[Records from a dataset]

########

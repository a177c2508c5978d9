//! Time integrators.
//!
//! Both integrators share one velocity-Verlet skeleton, split so that a
//! Langevin Ornstein-Uhlenbeck update can sit between the two half drifts.
//! A step works on a copy of the state and only replaces the caller's state
//! when every stage succeeded, so a failed step leaves no partial update.

use crate::constraints::ConstraintSolver;
use crate::error::{MdError, Result};
use crate::forcefield::ForceProvider;
use crate::state::{remove_com_velocity, State};
use crate::topology::System;
use crate::units::{InversePicoseconds, Kelvin};
use itertools::izip;
use nalgebra::Vector3;
use rand::rngs::StdRng;
use rand::{Rng, SeedableRng};
use rand_distr::StandardNormal;

pub trait Integrator {
    /// Advance `state` by `dt` ps. Step counters are left to the caller.
    fn step(&mut self, system: &System, state: &mut State, dt: f64) -> Result<()>;

    fn constraint_solver(&self) -> &ConstraintSolver;

    /// Whether centre-of-mass motion is removed after every step.
    fn removes_com_motion(&self) -> bool;

    fn name(&self) -> &'static str;
}

/// Stochastic velocity update applied between the two half drifts.
struct Thermostat<'a> {
    rng: &'a mut StdRng,
    kt: f64,
    friction: f64,
}

impl Thermostat<'_> {
    fn apply(&mut self, velocities: &mut [Vector3<f64>], masses: &[f64], dt: f64) {
        let c = (-self.friction * dt).exp();
        let noise_scale = (self.kt * (1.0 - c * c)).sqrt();
        for (v, &m) in velocities.iter_mut().zip(masses) {
            let xi = Vector3::new(
                self.rng.sample::<f64, _>(StandardNormal),
                self.rng.sample::<f64, _>(StandardNormal),
                self.rng.sample::<f64, _>(StandardNormal),
            );
            *v = *v * c + xi * (noise_scale / m.sqrt());
        }
    }
}

fn verlet_step(
    system: &System,
    state: &mut State,
    dt: f64,
    solver: &ConstraintSolver,
    remove_com: bool,
    mut thermostat: Option<Thermostat<'_>>,
) -> Result<()> {
    if !(dt > 0.0 && dt.is_finite()) {
        return Err(MdError::Configuration(format!("Time step must be positive, got {} ps", dt)));
    }

    let masses = system.masses();
    let inv_masses = system.inverse_masses();
    let constraints = system.constraints();
    let half_dt = 0.5 * dt;

    let mut next = state.clone();

    // B: half kick
    for (v, f, &inv_m) in izip!(&mut next.velocities, &next.forces, inv_masses) {
        *v += f * (inv_m * half_dt);
    }

    // A: half drift, O: friction and noise, A: half drift
    let unconstrained_start = next.positions.clone();
    for (x, v) in next.positions.iter_mut().zip(&next.velocities) {
        *x += v * half_dt;
    }
    if let Some(thermostat) = thermostat.as_mut() {
        thermostat.apply(&mut next.velocities, masses, dt);
    }
    for (x, v) in next.positions.iter_mut().zip(&next.velocities) {
        *x += v * half_dt;
    }

    if !constraints.is_empty() {
        let unconstrained = next.positions.clone();
        solver.apply_positions(constraints, inv_masses, &unconstrained_start, &mut next.positions)?;
        for (v, x_c, x_u) in izip!(&mut next.velocities, &next.positions, &unconstrained) {
            *v += (x_c - x_u) / dt;
        }
    }

    let eval = system.force_field().evaluate(&next.positions)?;
    next.forces = eval.forces;
    next.potential_energy = eval.potential_energy;

    // B: half kick
    for (v, f, &inv_m) in izip!(&mut next.velocities, &next.forces, inv_masses) {
        *v += f * (inv_m * half_dt);
    }
    solver.apply_velocities(constraints, inv_masses, &next.positions, &mut next.velocities)?;

    if remove_com {
        remove_com_velocity(&mut next.velocities, masses);
    }

    if !next.is_finite() {
        return Err(MdError::NumericalInstability(
            "positions or velocities became non-finite".to_string(),
        ));
    }

    *state = next;
    Ok(())
}

/// Constant-energy velocity Verlet with SHAKE/RATTLE.
#[derive(Debug, Clone)]
pub struct VelocityVerlet {
    solver: ConstraintSolver,
    remove_com: bool,
}

impl VelocityVerlet {
    pub fn new(solver: ConstraintSolver, remove_com: bool) -> Self {
        VelocityVerlet { solver, remove_com }
    }
}

impl Integrator for VelocityVerlet {
    fn step(&mut self, system: &System, state: &mut State, dt: f64) -> Result<()> {
        verlet_step(system, state, dt, &self.solver, self.remove_com, None)
    }

    fn constraint_solver(&self) -> &ConstraintSolver {
        &self.solver
    }

    fn removes_com_motion(&self) -> bool {
        self.remove_com
    }

    fn name(&self) -> &'static str {
        "velocity Verlet"
    }
}

/// Langevin dynamics in the BAOAB splitting.
#[derive(Debug, Clone)]
pub struct LangevinIntegrator {
    temperature: Kelvin,
    friction: InversePicoseconds,
    solver: ConstraintSolver,
    remove_com: bool,
    rng: StdRng,
}

impl LangevinIntegrator {
    /// A `seed` makes the trajectory reproducible; without one the generator
    /// is seeded from the OS.
    pub fn new(
        temperature: Kelvin,
        friction: InversePicoseconds,
        solver: ConstraintSolver,
        remove_com: bool,
        seed: Option<u64>,
    ) -> Self {
        let rng = match seed {
            Some(seed) => StdRng::seed_from_u64(seed),
            None => StdRng::from_entropy(),
        };
        LangevinIntegrator {
            temperature,
            friction,
            solver,
            remove_com,
            rng,
        }
    }

    pub fn temperature(&self) -> Kelvin {
        self.temperature
    }

    pub fn friction(&self) -> InversePicoseconds {
        self.friction
    }

    /// The generator driving the thermostat noise.
    pub fn rng_mut(&mut self) -> &mut StdRng {
        &mut self.rng
    }
}

impl Integrator for LangevinIntegrator {
    fn step(&mut self, system: &System, state: &mut State, dt: f64) -> Result<()> {
        let thermostat = Thermostat {
            rng: &mut self.rng,
            kt: self.temperature.thermal_energy(),
            friction: self.friction.0,
        };
        verlet_step(system, state, dt, &self.solver, self.remove_com, Some(thermostat))
    }

    fn constraint_solver(&self) -> &ConstraintSolver {
        &self.solver
    }

    fn removes_com_motion(&self) -> bool {
        self.remove_com
    }

    fn name(&self) -> &'static str {
        "Langevin"
    }
}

########

Work order >> Please copy each line above exactly as written.

Solution to this task >>
repository a177c2508c5978d9
//! Time integrators.
//!
//! Both integrators share one velocity-Verlet skeleton, split so that a
//! Langevin Ornstein-Uhlenbeck update can sit between the two half drifts.
//! A step works on a copy of the state and only replaces the caller's state
//! when every stage succeeded, so a failed step leaves no partial update.

use crate::constraints::ConstraintSolver;
use crate::error::{MdError, Result};
use crate::forcefield::ForceProvider;
use crate::state::{remove_com_velocity, State};
use crate::topology::System;
use crate::units::{InversePicoseconds, Kelvin};
use itertools::izip;
use nalgebra::Vector3;
use rand::rngs::StdRng;
use rand::{Rng, SeedableRng};
use rand_distr::StandardNormal;

pub trait Integrator {
    /// Advance `state` by `dt` ps. Step counters are left to the caller.
    fn step(&mut self, system: &System, state: &mut State, dt: f64) -> Result<()>;

    fn constraint_solver(&self) -> &ConstraintSolver;

    /// Whether centre-of-mass motion is removed after every step.
    fn removes_com_motion(&self) -> bool;

    fn name(&self) -> &'static str;
}

/// Stochastic velocity update applied between the two half drifts.
struct Thermostat<'a> {
    rng: &'a mut StdRng,
    kt: f64,
    friction: f64,
}

impl Thermostat<'_> {
    fn apply(&mut self, velocities: &mut [Vector3<f64>], masses: &[f64], dt: f64) {
        let c = (-self.friction * dt).exp();
        let noise_scale = (self.kt * (1.0 - c * c)).sqrt();
        for (v, &m) in velocities.iter_mut().zip(masses) {
            let xi = Vector3::new(
                self.rng.sample::<f64, _>(StandardNormal),
                self.rng.sample::<f64, _>(StandardNormal),
                self.rng.sample::<f64, _>(StandardNormal),
            );
            *v = *v * c + xi * (noise_scale / m.sqrt());
        }
    }
}

fn verlet_step(
    system: &System,
    state: &mut State,
    dt: f64,
    solver: &ConstraintSolver,
    remove_com: bool,
    mut thermostat: Option<Thermostat<'_>>,
) -> Result<()> {
    if !(dt > 0.0 && dt.is_finite()) {
        return Err(MdError::Configuration(format!("Time step must be positive, got {} ps", dt)));
    }

    let masses = system.masses();
    let inv_masses = system.inverse_masses();
    let constraints = system.constraints();
    let half_dt = 0.5 * dt;

    let mut next = state.clone();

    // B: half kick
    for (v, f, &inv_m) in izip!(&mut next.velocities, &next.forces, inv_masses) {
        *v += f * (inv_m * half_dt);
    }

    // A: half drift, O: friction and noise, A: half drift
    let unconstrained_start = next.positions.clone();
    for (x, v) in next.positions.iter_mut().zip(&next.velocities) {
        *x += v * half_dt;
    }
    if let Some(thermostat) = thermostat.as_mut() {
        thermostat.apply(&mut next.velocities, masses, dt);
    }
    for (x, v) in next.positions.iter_mut().zip(&next.velocities) {
        *x += v * half_dt;
    }

    if !constraints.is_empty() {
        let unconstrained = next.positions.clone();
        solver.apply_positions(constraints, inv_masses, &unconstrained_start, &mut next.positions)?;
        for (v, x_c, x_u) in izip!(&mut next.velocities, &next.positions, &unconstrained) {
            *v += (x_c - x_u) / dt;
        }
    }

    let eval = system.force_field().evaluate(&next.positions)?;
    next.forces = eval.forces;
    next.potential_energy = eval.potential_energy;

    // B: half kick
    for (v, f, &inv_m) in izip!(&mut next.velocities, &next.forces, inv_masses) {
        *v += f * (inv_m * half_dt);
    }
    solver.apply_velocities(constraints, inv_masses, &next.positions, &mut next.velocities)?;

    if remove_com {
        remove_com_velocity(&mut next.velocities, masses);
    }

    if !next.is_finite() {
        return Err(MdError::NumericalInstability(
            "positions or velocities became non-finite".to_string(),
        ));
    }

    *state = next;
    Ok(())
}

/// Constant-energy velocity Verlet with SHAKE/RATTLE.
#[derive(Debug, Clone)]
pub struct VelocityVerlet {
    solver: ConstraintSolver,
    remove_com: bool,
}

impl VelocityVerlet {
    pub fn new(solver: ConstraintSolver, remove_com: bool) -> Self {
        VelocityVerlet { solver, remove_com }
    }
}

impl Integrator for VelocityVerlet {
    fn step(&mut self, system: &System, state: &mut State, dt: f64) -> Result<()> {
        verlet_step(system, state, dt, &self.solver, self.remove_com, None)
    }

    fn constraint_solver(&self) -> &ConstraintSolver {
        &self.solver
    }

    fn removes_com_motion(&self) -> bool {
        self.remove_com
    }

    fn name(&self) -> &'static str {
        "velocity Verlet"
    }
}

/// Langevin dynamics in the BAOAB splitting.
#[derive(Debug, Clone)]
pub struct LangevinIntegrator {
    temperature: Kelvin,
    friction: InversePicoseconds,
    solver: ConstraintSolver,
    remove_com: bool,
    rng: StdRng,
}

impl LangevinIntegrator {
    /// A `seed` makes the trajectory reproducible; without one the generator
    /// is seeded from the OS.
    pub fn new(
        temperature: Kelvin,
        friction: InversePicoseconds,
        solver: ConstraintSolver,
        remove_com: bool,
        seed: Option<u64>,
    ) -> Self {
        let rng = match seed {
            Some(seed) => StdRng::seed_from_u64(seed),
            None => StdRng::from_entropy(),
        };
        LangevinIntegrator {
            temperature,
            friction,
            solver,
            remove_com,
            rng,
        }
    }

    pub fn temperature(&self) -> Kelvin {
        self.temperature
    }

    pub fn friction(&self) -> InversePicoseconds {
        self.friction
    }

    /// The generator driving the thermostat noise.
    pub fn rng_mut(&mut self) -> &mut StdRng {
        &mut self.rng
    }
}

impl Integrator for LangevinIntegrator {
    fn step(&mut self, system: &System, state: &mut State, dt: f64) -> Result<()> {
        let thermostat = Thermostat {
            rng: &mut self.rng,
            kt: self.temperature.thermal_energy(),
            friction: self.friction.0,
        };
        verlet_step(system, state, dt, &self.solver, self.remove_com, Some(thermostat))
    }

    fn constraint_solver(&self) -> &ConstraintSolver {
        &self.solver
    }

    fn removes_com_motion(&self) -> bool {
        self.remove_com
    }

    fn name(&self) -> &'static str {
        "Langevin"
    }
}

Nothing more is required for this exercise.